Exercise brief
Look through the listing and report every line that has "answer" in it.

++++ Provided data ++++

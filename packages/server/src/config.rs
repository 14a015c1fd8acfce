use anyhow::{Context, Result};
use dotenvy::dotenv;
use std::env;

/// Application configuration loaded from environment variables
#[derive(Debug, Clone)]
pub struct Config {
    pub database_url: String,
    pub port: u16,
    pub openai_api_key: String,
    pub firecrawl_api_key: String,
    pub gemini_api_key: String,
    /// Optional JSON document layering extra use-case bundles over
    /// the compiled-in ones.
    pub use_cases_path: Option<String>,
}

impl Config {
    /// Load configuration from environment variables
    pub fn from_env() -> Result<Self> {
        // Load .env file if present (development)
        let _ = dotenv();

        Ok(Self {
            database_url: env::var("DATABASE_URL")
                .context("DATABASE_URL must be set")?,
            port: env::var("PORT")
                .unwrap_or_else(|_| "8080".to_string())
                .parse()
                .context("PORT must be a valid number")?,
            openai_api_key: env::var("OPENAI_API_KEY")
                .context("OPENAI_API_KEY must be set")?,
            firecrawl_api_key: env::var("FIRECRAWL_API_KEY")
                .context("FIRECRAWL_API_KEY must be set")?,
            gemini_api_key: env::var("GEMINI_API_KEY")
                .context("GEMINI_API_KEY must be set")?,
            use_cases_path: env::var("USE_CASES_PATH").ok(),
        })
    }
}
//! Gemini implementation of the [`WebSearcher`] trait.
//!
//! Uses `generateContent` with the google_search grounding tool to
//! answer questions with live search results.
//!
//! Requires the `gemini` feature.

use async_trait::async_trait;
use reqwest::Client;
use serde::Deserialize;
use serde_json::json;

use crate::error::{CapabilityError, CapabilityResult};
use crate::traits::searcher::WebSearcher;

const COLLABORATOR: &str = "gemini";
const GEMINI_API_URL: &str = "https://generativelanguage.googleapis.com/v1beta/models";

/// Gemini-backed web searcher with search grounding.
#[derive(Clone)]
pub struct GeminiSearcher {
    client: Client,
    api_key: String,
    model: String,
}

#[derive(Deserialize)]
struct GenerateResponse {
    #[serde(default)]
    candidates: Vec<Candidate>,
}

#[derive(Deserialize)]
struct Candidate {
    content: Option<CandidateContent>,
}

#[derive(Deserialize)]
struct CandidateContent {
    #[serde(default)]
    parts: Vec<ContentPart>,
}

#[derive(Deserialize)]
struct ContentPart {
    text: Option<String>,
}

impl GeminiSearcher {
    /// Create a new searcher with the given API key.
    pub fn new(api_key: impl Into<String>) -> Self {
        Self {
            client: Client::new(),
            api_key: api_key.into(),
            model: "gemini-2.0-flash".to_string(),
        }
    }

    /// Create from the `GEMINI_API_KEY` environment variable.
    pub fn from_env() -> CapabilityResult<Self> {
        let api_key = std::env::var("GEMINI_API_KEY")
            .map_err(|_| CapabilityError::new(COLLABORATOR, "GEMINI_API_KEY not set"))?;
        Ok(Self::new(api_key))
    }

    /// Set the default model (default: gemini-2.0-flash).
    pub fn with_model(mut self, model: impl Into<String>) -> Self {
        self.model = model.into();
        self
    }
}

#[async_trait]
impl WebSearcher for GeminiSearcher {
    async fn answer(&self, query: &str, model: Option<&str>) -> CapabilityResult<String> {
        let model = model.unwrap_or(&self.model);
        let request = json!({
            "contents": [{ "parts": [{ "text": query }] }],
            "tools": [{ "google_search": {} }],
        });

        let response = self
            .client
            .post(format!(
                "{GEMINI_API_URL}/{model}:generateContent?key={}",
                self.api_key
            ))
            .header("Content-Type", "application/json")
            .json(&request)
            .send()
            .await
            .map_err(|e| CapabilityError::new(COLLABORATOR, e.to_string()))?;

        if !response.status().is_success() {
            return Err(CapabilityError::new(
                COLLABORATOR,
                format!("API error: {}", response.status()),
            ));
        }

        let parsed: GenerateResponse = response
            .json()
            .await
            .map_err(|e| CapabilityError::new(COLLABORATOR, e.to_string()))?;

        parsed
            .candidates
            .into_iter()
            .filter_map(|candidate| candidate.content)
            .flat_map(|content| content.parts)
            .find_map(|part| part.text)
            .ok_or_else(|| CapabilityError::new(COLLABORATOR, "no text in response"))
    }
}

++++

Output
//! answer questions with live search results.
    async fn answer(&self, query: &str, model: Option<&str>) -> CapabilityResult<String> {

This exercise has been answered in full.